Please copy each line in the records below that contains the string "AtomicUsize".

(Exercise data)

//! Database model for users.

use diesel::prelude::*;

use ledgerfolio_core::users::User;

use crate::errors::StorageError;
use crate::utils::{parse_timestamp, timestamp_to_text};

#[derive(Queryable, Identifiable, Insertable, Selectable, PartialEq, Debug, Clone)]
#[diesel(table_name = crate::schema::users)]
#[diesel(check_for_backend(diesel::sqlite::Sqlite))]
pub struct UserDB {
    pub id: String,
    pub name: String,
    pub created_at: String,
}

impl TryFrom<UserDB> for User {
    type Error = StorageError;

    fn try_from(db: UserDB) -> Result<Self, Self::Error> {
        Ok(Self {
            created_at: parse_timestamp(&db.created_at, "users.created_at")?,
            id: db.id,
            name: db.name,
        })
    }
}

impl From<&User> for UserDB {
    fn from(user: &User) -> Self {
        Self {
            id: user.id.clone(),
            name: user.name.clone(),
            created_at: timestamp_to_text(user.created_at),
        }
    }
}
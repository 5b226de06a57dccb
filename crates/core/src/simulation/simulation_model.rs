//! What-if request and result models.

use rust_decimal::Decimal;
use rust_decimal_macros::dec;
use serde::{Deserialize, Serialize};

use crate::errors::SimulationError;
use crate::ledger::{Position, TradeType};

#[derive(Debug, Clone, Copy, PartialEq, Eq, Serialize, Deserialize)]
#[serde(rename_all = "lowercase")]
pub enum WhatIfAction {
    Buy,
    Sell,
}

impl From<WhatIfAction> for TradeType {
    fn from(action: WhatIfAction) -> Self {
        match action {
            WhatIfAction::Buy => TradeType::Buy,
            WhatIfAction::Sell => TradeType::Sell,
        }
    }
}

/// A hypothetical trade.
#[derive(Debug, Clone, PartialEq, Serialize, Deserialize)]
#[serde(rename_all = "camelCase")]
pub struct WhatIfRequest {
    pub action: WhatIfAction,
    pub symbol: String,
    pub quantity: Decimal,
    pub price: Decimal,
}

impl WhatIfRequest {
    pub fn buy(symbol: impl Into<String>, quantity: Decimal, price: Decimal) -> Self {
        Self {
            action: WhatIfAction::Buy,
            symbol: symbol.into(),
            quantity,
            price,
        }
    }

    pub fn sell(symbol: impl Into<String>, quantity: Decimal, price: Decimal) -> Self {
        Self {
            action: WhatIfAction::Sell,
            symbol: symbol.into(),
            quantity,
            price,
        }
    }

    pub fn normalized(mut self) -> Self {
        self.symbol = self.symbol.trim().to_uppercase();
        self
    }

    pub fn validate(&self) -> Result<(), SimulationError> {
        if self.symbol.is_empty() {
            return Err(SimulationError::InvalidSimulation("symbol is required".to_string()));
        }
        if self.quantity <= Decimal::ZERO {
            return Err(SimulationError::InvalidSimulation(format!(
                "quantity must be positive, got {}",
                self.quantity
            )));
        }
        if self.price <= Decimal::ZERO {
            return Err(SimulationError::InvalidSimulation(format!(
                "price must be positive, got {}",
                self.price
            )));
        }
        Ok(())
    }

    pub fn trade_value(&self) -> Result<Decimal, SimulationError> {
        self.quantity.checked_mul(self.price).ok_or_else(|| {
            SimulationError::InvalidSimulation(format!(
                "trade value for {} would overflow",
                self.symbol
            ))
        })
    }
}

#[derive(Debug, Clone, Copy, PartialEq, Serialize, Deserialize)]
#[serde(rename_all = "camelCase")]
pub struct PositionView {
    pub quantity: Decimal,
    pub average_cost: Decimal,
    pub cost_basis: Decimal,
}

impl From<Position> for PositionView {
    fn from(position: Position) -> Self {
        Self {
            quantity: position.quantity,
            average_cost: position.average_cost,
            cost_basis: position.cost_basis(),
        }
    }
}

/// Weight of one asset type before and after the trade.
#[derive(Debug, Clone, PartialEq, Serialize, Deserialize)]
#[serde(rename_all = "camelCase")]
pub struct AllocationShift {
    pub asset_type: String,
    pub before_percent: Decimal,
    pub after_percent: Decimal,
    pub delta: Decimal,
}

const SIGNIFICANT_CHANGE: Decimal = dec!(25);
const MODERATE_CHANGE: Decimal = dec!(10);

#[derive(Debug, Clone, Copy, PartialEq, Eq, Serialize, Deserialize)]
#[serde(rename_all = "snake_case")]
pub enum DiversificationImpact {
    SignificantIncrease,
    ModerateIncrease,
    MinimalIncrease,
    SignificantReduction,
    ModerateReduction,
    MinimalReduction,
}

impl DiversificationImpact {
    /// Classifies how much the trade moves concentration, by direction.
    pub fn classify(action: WhatIfAction, concentration_change_percent: Decimal) -> Self {
        let significant = concentration_change_percent > SIGNIFICANT_CHANGE;
        let moderate = concentration_change_percent > MODERATE_CHANGE;
        match action {
            WhatIfAction::Buy if significant => Self::SignificantIncrease,
            WhatIfAction::Buy if moderate => Self::ModerateIncrease,
            WhatIfAction::Buy => Self::MinimalIncrease,
            WhatIfAction::Sell if significant => Self::SignificantReduction,
            WhatIfAction::Sell if moderate => Self::ModerateReduction,
            WhatIfAction::Sell => Self::MinimalReduction,
        }
    }

    pub fn label(&self) -> &'static str {
        match self {
            Self::SignificantIncrease => "Significant concentration increase",
            Self::ModerateIncrease => "Moderate concentration increase",
            Self::MinimalIncrease => "Minimal concentration increase",
            Self::SignificantReduction => "Significant concentration reduction",
            Self::ModerateReduction => "Moderate concentration reduction",
            Self::MinimalReduction => "Minimal concentration reduction",
        }
    }
}

/// Projected effect of a hypothetical trade.
///
/// Carries no timestamps: the same request against the same ledger and quotes
/// yields an identical result.
#[derive(Debug, Clone, PartialEq, Serialize, Deserialize)]
#[serde(rename_all = "camelCase")]
pub struct WhatIfResult {
    pub user_id: String,
    pub request: WhatIfRequest,
    pub trade_value: Decimal,
    pub current_position: Option<PositionView>,
    /// `None` when a sell closes the position
    pub projected_position: Option<PositionView>,
    pub value_before: Decimal,
    pub value_after: Decimal,
    pub allocation_shift: Vec<AllocationShift>,
    pub concentration_change_percent: Decimal,
    pub diversification_impact: DiversificationImpact,
    /// Annual rate from the symbol outlook table
    pub expected_annual_return: Decimal,
    /// `trade_value * expected_annual_return`, negative for sells
    pub expected_return_amount: Decimal,
    pub expected_volatility: Decimal,
    pub risk_adjusted_return: Decimal,
    pub recommendations: Vec<String>,
    pub warnings: Vec<String>,
}

#[cfg(test)]
mod tests {
    use super::*;

    #[test]
    fn test_classify_thresholds() {
        use DiversificationImpact::*;
        assert_eq!(
            DiversificationImpact::classify(WhatIfAction::Buy, dec!(25.01)),
            SignificantIncrease
        );
        assert_eq!(DiversificationImpact::classify(WhatIfAction::Buy, dec!(25)), ModerateIncrease);
        assert_eq!(DiversificationImpact::classify(WhatIfAction::Buy, dec!(10)), MinimalIncrease);
        assert_eq!(
            DiversificationImpact::classify(WhatIfAction::Sell, dec!(30)),
            SignificantReduction
        );
        assert_eq!(
            DiversificationImpact::classify(WhatIfAction::Sell, dec!(10.5)),
            ModerateReduction
        );
        assert_eq!(DiversificationImpact::classify(WhatIfAction::Sell, dec!(0)), MinimalReduction);
    }

    #[test]
    fn test_request_validation() {
        assert!(WhatIfRequest::buy("AAPL", dec!(1), dec!(10)).validate().is_ok());
        assert!(WhatIfRequest::buy("AAPL", dec!(0), dec!(10)).validate().is_err());
        assert!(WhatIfRequest::sell("AAPL", dec!(1), dec!(-1)).validate().is_err());
        assert!(WhatIfRequest::buy("  ", dec!(1), dec!(1)).normalized().validate().is_err());
    }

    #[test]
    fn test_action_serializes_lowercase() {
        let json = serde_json::to_string(&WhatIfRequest::sell("MSFT", dec!(2), dec!(300))).unwrap();
        assert!(json.contains("\"action\":\"sell\""));
    }
}
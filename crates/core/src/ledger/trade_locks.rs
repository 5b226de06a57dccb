//! Per-(user, symbol) serialization of trades inside one process.

use std::sync::Arc;

use dashmap::DashMap;
use tokio::sync::{Mutex, OwnedMutexGuard};

type LockKey = (String, String);

/// Keyed async mutexes.
///
/// Trades on different pairs proceed in parallel; trades on the same pair
/// queue behind each other. Entries are dropped once nobody holds or waits
/// on them.
#[derive(Clone, Default)]
pub struct TradeLocks {
    locks: Arc<DashMap<LockKey, Arc<Mutex<()>>>>,
}

/// Held for the duration of one trade.
pub struct TradeGuard {
    guard: Option<OwnedMutexGuard<()>>,
    key: LockKey,
    locks: Arc<DashMap<LockKey, Arc<Mutex<()>>>>,
}

impl TradeLocks {
    pub fn new() -> Self {
        Self::default()
    }

    pub async fn acquire(&self, user_id: &str, symbol: &str) -> TradeGuard {
        let key = (user_id.to_string(), symbol.to_string());
        // Clone out of the map so the shard lock is released before awaiting.
        let lock = self
            .locks
            .entry(key.clone())
            .or_insert_with(|| Arc::new(Mutex::new(())))
            .clone();

        TradeGuard {
            guard: Some(lock.lock_owned().await),
            key,
            locks: Arc::clone(&self.locks),
        }
    }

    /// Number of pairs with a live lock entry.
    pub fn active_keys(&self) -> usize {
        self.locks.len()
    }
}

impl Drop for TradeGuard {
    fn drop(&mut self) {
        drop(self.guard.take());
        // Only the map's own reference left: no holder, no waiter.
        self.locks
            .remove_if(&self.key, |_, lock| Arc::strong_count(lock) == 1);
    }
}

#[cfg(test)]
mod tests {
    use super::*;
    use std::sync::atomic::{AtomicUsize, Ordering};
    use std::time::Duration;

    #[tokio::test]
    async fn test_entries_are_released() {
        let locks = TradeLocks::new();
        {
            let _guard = locks.acquire("u1", "AAPL").await;
            assert_eq!(locks.active_keys(), 1);
        }
        assert_eq!(locks.active_keys(), 0);
    }

    #[tokio::test(flavor = "multi_thread", worker_threads = 4)]
    async fn test_same_key_is_exclusive() {
        let locks = TradeLocks::new();
        let inside = Arc::new(AtomicUsize::new(0));
        let max_seen = Arc::new(AtomicUsize::new(0));

        let tasks: Vec<_> = (0..8)
            .map(|_| {
                let locks = locks.clone();
                let inside = inside.clone();
                let max_seen = max_seen.clone();
                tokio::spawn(async move {
                    let _guard = locks.acquire("u1", "AAPL").await;
                    let now = inside.fetch_add(1, Ordering::SeqCst) + 1;
                    max_seen.fetch_max(now, Ordering::SeqCst);
                    tokio::time::sleep(Duration::from_millis(2)).await;
                    inside.fetch_sub(1, Ordering::SeqCst);
                })
            })
            .collect();
        for task in tasks {
            task.await.unwrap();
        }

        assert_eq!(max_seen.load(Ordering::SeqCst), 1);
        assert_eq!(locks.active_keys(), 0);
    }

    #[tokio::test]
    async fn test_different_keys_do_not_block() {
        let locks = TradeLocks::new();
        let _a = locks.acquire("u1", "AAPL").await;
        let b = tokio::time::timeout(Duration::from_millis(100), locks.acquire("u1", "MSFT")).await;
        assert!(b.is_ok());
    }
}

(End Exercise data)

Solution for this task
    use std::sync::atomic::{AtomicUsize, Ordering};
        let inside = Arc::new(AtomicUsize::new(0));
        let max_seen = Arc::new(AtomicUsize::new(0));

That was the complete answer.